### Dataset ###

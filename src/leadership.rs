//! Guard for operations that write application-scoped state
//!
//! Only the leader unit of an application may write its application databags. Every other unit
//! skips the operation, so there is at most one writer per application at any time.

use tracing::debug;

use crate::error::CharmError;
use crate::model::Backend;

/// Run `op` if the local unit is the leader, otherwise do nothing and return `Ok(None)`
pub fn leader_only<B, T, F>(backend: &B, op: F) -> Result<Option<T>, CharmError>
where
    B: Backend + ?Sized,
    F: FnOnce() -> Result<T, CharmError>,
{
    if !backend.is_leader()? {
        debug!("{} is not the leader, skipping", backend.unit_name());
        return Ok(None);
    }

    op().map(Some)
}
use std::collections::BTreeMap;

use super::records::RequirerRecord;

/// Domain events raised by the `ldap` interface handlers
#[derive(Debug, Clone, PartialEq, Eq)]
pub enum LdapEvent {
    /// A requirer wants a bind account
    ///
    /// `data` is `None` if the requirer hasn't written a usable identity yet.
    Requested {
        relation_id: u32,
        app: Option<String>,
        data: Option<RequirerRecord>,
    },

    /// The provider has published connection details
    ///
    /// May fire more than once per relation, e.g. when credentials rotate. Each firing means
    /// "call `consume` again".
    Ready { relation_id: u32 },

    /// The relation was torn down
    Unavailable { relation_id: u32 },
}

impl LdapEvent {
    pub fn relation_id(&self) -> u32 {
        match self {
            LdapEvent::Requested { relation_id, .. }
            | LdapEvent::Ready { relation_id }
            | LdapEvent::Unavailable { relation_id } => *relation_id,
        }
    }
}

/// Where a single relation is in its life, from the requirer's point of view
#[derive(Debug, Clone, Copy, PartialEq, Eq)]
pub enum IntegrationState {
    AwaitingData,
    Ready,
    Gone,
}

/// Per-relation state for the requirer
///
/// Relations not seen before are treated as awaiting data, since a fresh hook process has no
/// memory of earlier hooks.
#[derive(Debug, Clone, Default)]
pub struct IntegrationStates {
    states: BTreeMap<u32, IntegrationState>,
}

impl IntegrationStates {
    pub fn get(&self, relation_id: u32) -> IntegrationState {
        self.states
            .get(&relation_id)
            .copied()
            .unwrap_or(IntegrationState::AwaitingData)
    }

    pub fn created(&mut self, relation_id: u32) {
        self.states
            .insert(relation_id, IntegrationState::AwaitingData);
    }

    /// Record a change notification, returning whether `Ready` should fire
    pub fn changed(&mut self, relation_id: u32, has_data: bool) -> bool {
        match (self.get(relation_id), has_data) {
            (IntegrationState::Gone, _) | (_, false) => false,
            (_, true) => {
                self.states.insert(relation_id, IntegrationState::Ready);
                true
            }
        }
    }

    /// Record teardown, returning whether `Unavailable` should fire
    pub fn broken(&mut self, relation_id: u32) -> bool {
        match self.get(relation_id) {
            IntegrationState::Gone => false,
            _ => {
                self.states.insert(relation_id, IntegrationState::Gone);
                true
            }
        }
    }
}
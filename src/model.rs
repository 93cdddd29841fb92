//! The charm's view of the Juju model
//!
//! Everything the charm reads from or writes to Juju goes through [`Backend`], so that the same
//! handlers run against the real hook tools and against the in-memory harness used in tests.

use std::fmt;

use serde_json::Value;

use crate::databag::Databag;
use crate::error::CharmError;

/// Which side of a relation a databag belongs to
#[derive(Debug, Clone, PartialEq, Eq, Hash, PartialOrd, Ord)]
pub enum Scope {
    /// The application databag of the local application
    LocalApp,

    /// The unit databag of the local unit
    LocalUnit,

    /// The application databag of the related application
    RemoteApp,
}

/// Workload status as shown in `juju status`
#[derive(Debug, Clone, PartialEq, Eq)]
pub enum Status {
    Active,
    Blocked(String),
    Maintenance(String),
    Waiting(String),
}

impl Status {
    pub fn name(&self) -> &'static str {
        match self {
            Status::Active => "active",
            Status::Blocked(_) => "blocked",
            Status::Maintenance(_) => "maintenance",
            Status::Waiting(_) => "waiting",
        }
    }

    pub fn message(&self) -> &str {
        match self {
            Status::Active => "",
            Status::Blocked(msg) | Status::Maintenance(msg) | Status::Waiting(msg) => msg,
        }
    }
}

impl fmt::Display for Status {
    fn fmt(&self, f: &mut fmt::Formatter<'_>) -> fmt::Result {
        match self.message() {
            "" => write!(f, "{}", self.name()),
            msg => write!(f, "{}: {}", self.name(), msg),
        }
    }
}

/// Lifecycle notification for a single relation
#[derive(Debug, Clone, PartialEq, Eq)]
pub enum RelationEvent {
    Created(u32),
    Joined(u32),
    Changed(u32),
    Broken(u32),
}

impl RelationEvent {
    pub fn relation_id(&self) -> u32 {
        match self {
            RelationEvent::Created(id)
            | RelationEvent::Joined(id)
            | RelationEvent::Changed(id)
            | RelationEvent::Broken(id) => *id,
        }
    }
}

/// Access to the hosting Juju model
pub trait Backend {
    /// Name of the local application
    fn app_name(&self) -> String;

    /// Name of the local unit, e.g. `glauth-k8s/0`
    fn unit_name(&self) -> String;

    /// Name of the model the charm is deployed in
    fn model_name(&self) -> String;

    /// True if the local unit is the elected leader of its application
    fn is_leader(&self) -> Result<bool, CharmError>;

    /// Ids of every relation established on `endpoint`
    fn relation_ids(&self, endpoint: &str) -> Result<Vec<u32>, CharmError>;

    /// Name of the application on the other side of a relation
    ///
    /// `None` once the relation is gone.
    fn remote_app(&self, relation_id: u32) -> Result<Option<String>, CharmError>;

    /// Read one side's databag
    fn relation_get(&self, relation_id: u32, scope: Scope) -> Result<Databag, CharmError>;

    /// Update the local application or unit databag
    ///
    /// All keys are written in one call. A key set to the empty string is removed.
    fn relation_set(
        &self,
        relation_id: u32,
        scope: Scope,
        data: &Databag,
    ) -> Result<(), CharmError>;

    /// Current charm configuration, as returned by `config-get`
    fn config(&self) -> Result<Value, CharmError>;

    fn status_set(&self, status: &Status) -> Result<(), CharmError>;

    /// Look up a relation by endpoint, either by id or the only one established
    fn get_relation(
        &self,
        endpoint: &str,
        relation_id: Option<u32>,
    ) -> Result<Option<u32>, CharmError> {
        let ids = self.relation_ids(endpoint)?;

        Ok(match relation_id {
            Some(id) => ids.into_iter().find(|&i| i == id),
            None if ids.len() == 1 => ids.first().copied(),
            None => None,
        })
    }
}
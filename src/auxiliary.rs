//! Provider side of the `glauth_auxiliary` interface
//!
//! Companion charms such as glauth-utils manage GLAuth's directory directly, so they are handed
//! the same database credentials GLAuth runs on. The provider publishes them whenever a
//! companion asks and whenever the database answers or moves.

use serde_derive::{Deserialize, Serialize};
use tracing::{debug, info};

use crate::constants::AUXILIARY_INTEGRATION_NAME;
use crate::databag::encode;
use crate::database::DatabaseConfig;
use crate::error::CharmError;
use crate::leadership::leader_only;
use crate::model::{Backend, RelationEvent, Scope};

/// Database access published to companion charms
#[derive(Debug, Clone, Serialize, Deserialize, PartialEq, Eq)]
pub struct AuxiliaryRecord {
    pub database: String,
    pub endpoint: String,
    pub username: String,
    pub password: String,
}

impl AuxiliaryRecord {
    /// `None` until the database charm has filled in every field
    pub fn from_config(config: &DatabaseConfig) -> Option<Self> {
        Some(Self {
            database: config.database.clone()?,
            endpoint: config.endpoint.clone()?,
            username: config.username.clone()?,
            password: config.password.clone()?,
        })
    }
}

pub struct AuxiliaryProvider<'a, B: Backend + ?Sized> {
    backend: &'a B,
}

impl<'a, B: Backend + ?Sized> AuxiliaryProvider<'a, B> {
    pub fn new(backend: &'a B) -> Self {
        Self { backend }
    }

    /// The relation whose companion is asking for credentials, on the leader only
    pub fn handle(&self, event: &RelationEvent) -> Result<Option<u32>, CharmError> {
        match event {
            RelationEvent::Created(id) | RelationEvent::Changed(id) => {
                leader_only(self.backend, || {
                    info!("Auxiliary data requested on relation {}", id);
                    Ok(*id)
                })
            }
            _ => Ok(None),
        }
    }

    /// Publish `record` to one relation, or to every companion when `relation_id` is `None`
    pub fn publish(
        &self,
        relation_id: Option<u32>,
        record: &AuxiliaryRecord,
    ) -> Result<(), CharmError> {
        leader_only(self.backend, || {
            let relation_ids: Vec<u32> = match relation_id {
                Some(id) => self
                    .backend
                    .get_relation(AUXILIARY_INTEGRATION_NAME, Some(id))?
                    .into_iter()
                    .collect(),
                None => self.backend.relation_ids(AUXILIARY_INTEGRATION_NAME)?,
            };

            let databag = encode(record)?;
            for id in relation_ids {
                debug!("Publishing auxiliary data on relation {}", id);
                self.backend.relation_set(id, Scope::LocalApp, &databag)?;
            }

            Ok(())
        })
        .map(|_| ())
    }
}
use std::io::Error as IOError;

use ex::io::Error as ExIOError;
use failure::Fail;
use serde_json::Error as JsonError;
use serde_yaml::Error as YamlError;

#[derive(Debug, Fail)]
pub enum CharmError {
    #[fail(display = "I/O error: {}", _0)]
    IOError(#[fail(cause)] IOError),

    #[fail(display = "I/O error: {}", _0)]
    ExIOError(#[fail(cause)] ExIOError),

    #[fail(display = "YAML Error: {}", _0)]
    YamlError(#[fail(cause)] YamlError),

    #[fail(display = "JSON Error: {}", _0)]
    JsonError(JsonError),

    #[fail(display = "Relation data does not match {}: {}", _0, _1)]
    ShapeMismatch(String, String),

    #[fail(display = "Relation {}:{} not found", _0, _1)]
    RelationNotFound(String, u32),

    #[fail(display = "Error while running {}: {}", _0, _1)]
    SubcommandError(String, String),

    #[fail(display = "Certificates error: {}", _0)]
    CertificatesError(String),

    #[fail(display = "Invalid charm config: {}", _0)]
    ConfigError(String),

    #[fail(display = "Unknown hook `{}`", _0)]
    UnknownHook(String),

    #[fail(display = "Database error: {}", _0)]
    DatabaseError(String),
}

impl From<IOError> for CharmError {
    fn from(err: IOError) -> Self {
        CharmError::IOError(err)
    }
}

impl From<ExIOError> for CharmError {
    fn from(err: ExIOError) -> Self {
        CharmError::ExIOError(err)
    }
}

impl From<YamlError> for CharmError {
    fn from(err: YamlError) -> Self {
        CharmError::YamlError(err)
    }
}

impl From<JsonError> for CharmError {
    fn from(err: JsonError) -> Self {
        CharmError::JsonError(err)
    }
}

impl From<sqlx::Error> for CharmError {
    fn from(err: sqlx::Error) -> Self {
        CharmError::DatabaseError(err.to_string())
    }
}

impl From<CharmError> for String {
    fn from(err: CharmError) -> Self {
        format!("{}", err)
    }
}
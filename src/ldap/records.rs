use serde_derive::{Deserialize, Serialize};

use crate::databag::string_bool;

/// Connection details published by the LDAP server for one requirer
#[derive(Debug, Clone, Serialize, Deserialize, PartialEq, Eq)]
pub struct ProviderRecord {
    /// Endpoint including scheme and port, e.g. `ldap://glauth.example.com:3893`
    pub url: String,

    /// Root of the directory tree to search under
    pub base_dn: String,

    /// Distinguished name the requirer binds as
    pub bind_dn: String,

    /// Reference to the bind password, resolved by the requirer out of band
    pub bind_password_secret: String,

    /// Bind method, currently always `simple`
    pub auth_method: String,

    /// Whether the requirer must upgrade the connection with StartTLS
    #[serde(with = "string_bool", default)]
    pub starttls: bool,
}

/// The part of [`ProviderRecord`] that doesn't depend on the requirer's bind account
///
/// Re-published to every requirer whenever the server's own configuration changes.
#[derive(Debug, Clone, Serialize, Deserialize, PartialEq, Eq)]
pub struct ProviderBaseRecord {
    pub url: String,
    pub base_dn: String,
    #[serde(with = "string_bool", default)]
    pub starttls: bool,
}

impl From<&ProviderRecord> for ProviderBaseRecord {
    fn from(record: &ProviderRecord) -> Self {
        Self {
            url: record.url.clone(),
            base_dn: record.base_dn.clone(),
            starttls: record.starttls,
        }
    }
}

/// Identity a requirer asks the LDAP server to create a bind account for
#[derive(Debug, Clone, Serialize, Deserialize, PartialEq, Eq)]
pub struct RequirerRecord {
    pub user: String,
    pub group: String,
}
//! The `ldap` relation interface
//!
//! The requirer writes the identity it wants a bind account for ([`RequirerRecord`]) into its
//! application databag when the relation is created. The provider reacts with
//! [`LdapEvent::Requested`], and once the embedding charm has prepared an account it publishes a
//! [`ProviderRecord`] into its own application databag. The requirer then sees
//! [`LdapEvent::Ready`] and reads the record back with [`LdapRequirer::consume`]. When the
//! relation is removed the requirer sees [`LdapEvent::Unavailable`].
//!
//! Application databags may only be written by the leader, so every write is leader-gated and
//! non-leader units simply skip it.

pub mod events;
pub mod provider;
pub mod records;
pub mod requirer;

pub use events::{IntegrationState, LdapEvent};
pub use provider::LdapProvider;
pub use records::{ProviderBaseRecord, ProviderRecord, RequirerRecord};
pub use requirer::LdapRequirer;

use serde::Serialize;
use tracing::debug;

use crate::databag::encode;
use crate::error::CharmError;
use crate::leadership::leader_only;
use crate::model::{Backend, Scope};

/// Default endpoint name for the interface in `metadata.yaml`
pub const DEFAULT_ENDPOINT: &str = "ldap";

pub const AUTH_METHOD_SIMPLE: &str = "simple";

/// Write `record` into the local application databag of a relation in one update
///
/// Skipped on non-leader units. A relation that no longer exists is skipped too, since the
/// other side may have gone away while the record was being prepared.
fn update_app_databag<B, T>(
    backend: &B,
    endpoint: &str,
    relation_id: u32,
    record: &T,
) -> Result<(), CharmError>
where
    B: Backend + ?Sized,
    T: Serialize,
{
    leader_only(backend, || {
        if backend.get_relation(endpoint, Some(relation_id))?.is_none() {
            debug!("Relation {}:{} is gone, not publishing", endpoint, relation_id);
            return Ok(());
        }

        backend.relation_set(relation_id, Scope::LocalApp, &encode(record)?)
    })
    .map(|_| ())
}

###

== Instructions for the task ==
Taking the lines above, repeat exactly those from the line that contains "impl From<YamlError> for" through the line that contains "requirer binds as", and both of those lines as well. Include nothing else.

== Exercise response ==
impl From<YamlError> for CharmError {
    fn from(err: YamlError) -> Self {
        CharmError::YamlError(err)
    }
}

impl From<JsonError> for CharmError {
    fn from(err: JsonError) -> Self {
        CharmError::JsonError(err)
    }
}

impl From<sqlx::Error> for CharmError {
    fn from(err: sqlx::Error) -> Self {
        CharmError::DatabaseError(err.to_string())
    }
}

impl From<CharmError> for String {
    fn from(err: CharmError) -> Self {
        format!("{}", err)
    }
}
filename src/ldap/records.rs
use serde_derive::{Deserialize, Serialize};

use crate::databag::string_bool;

/// Connection details published by the LDAP server for one requirer
#[derive(Debug, Clone, Serialize, Deserialize, PartialEq, Eq)]
pub struct ProviderRecord {
    /// Endpoint including scheme and port, e.g. `ldap://glauth.example.com:3893`
    pub url: String,

    /// Root of the directory tree to search under
    pub base_dn: String,

    /// Distinguished name the requirer binds as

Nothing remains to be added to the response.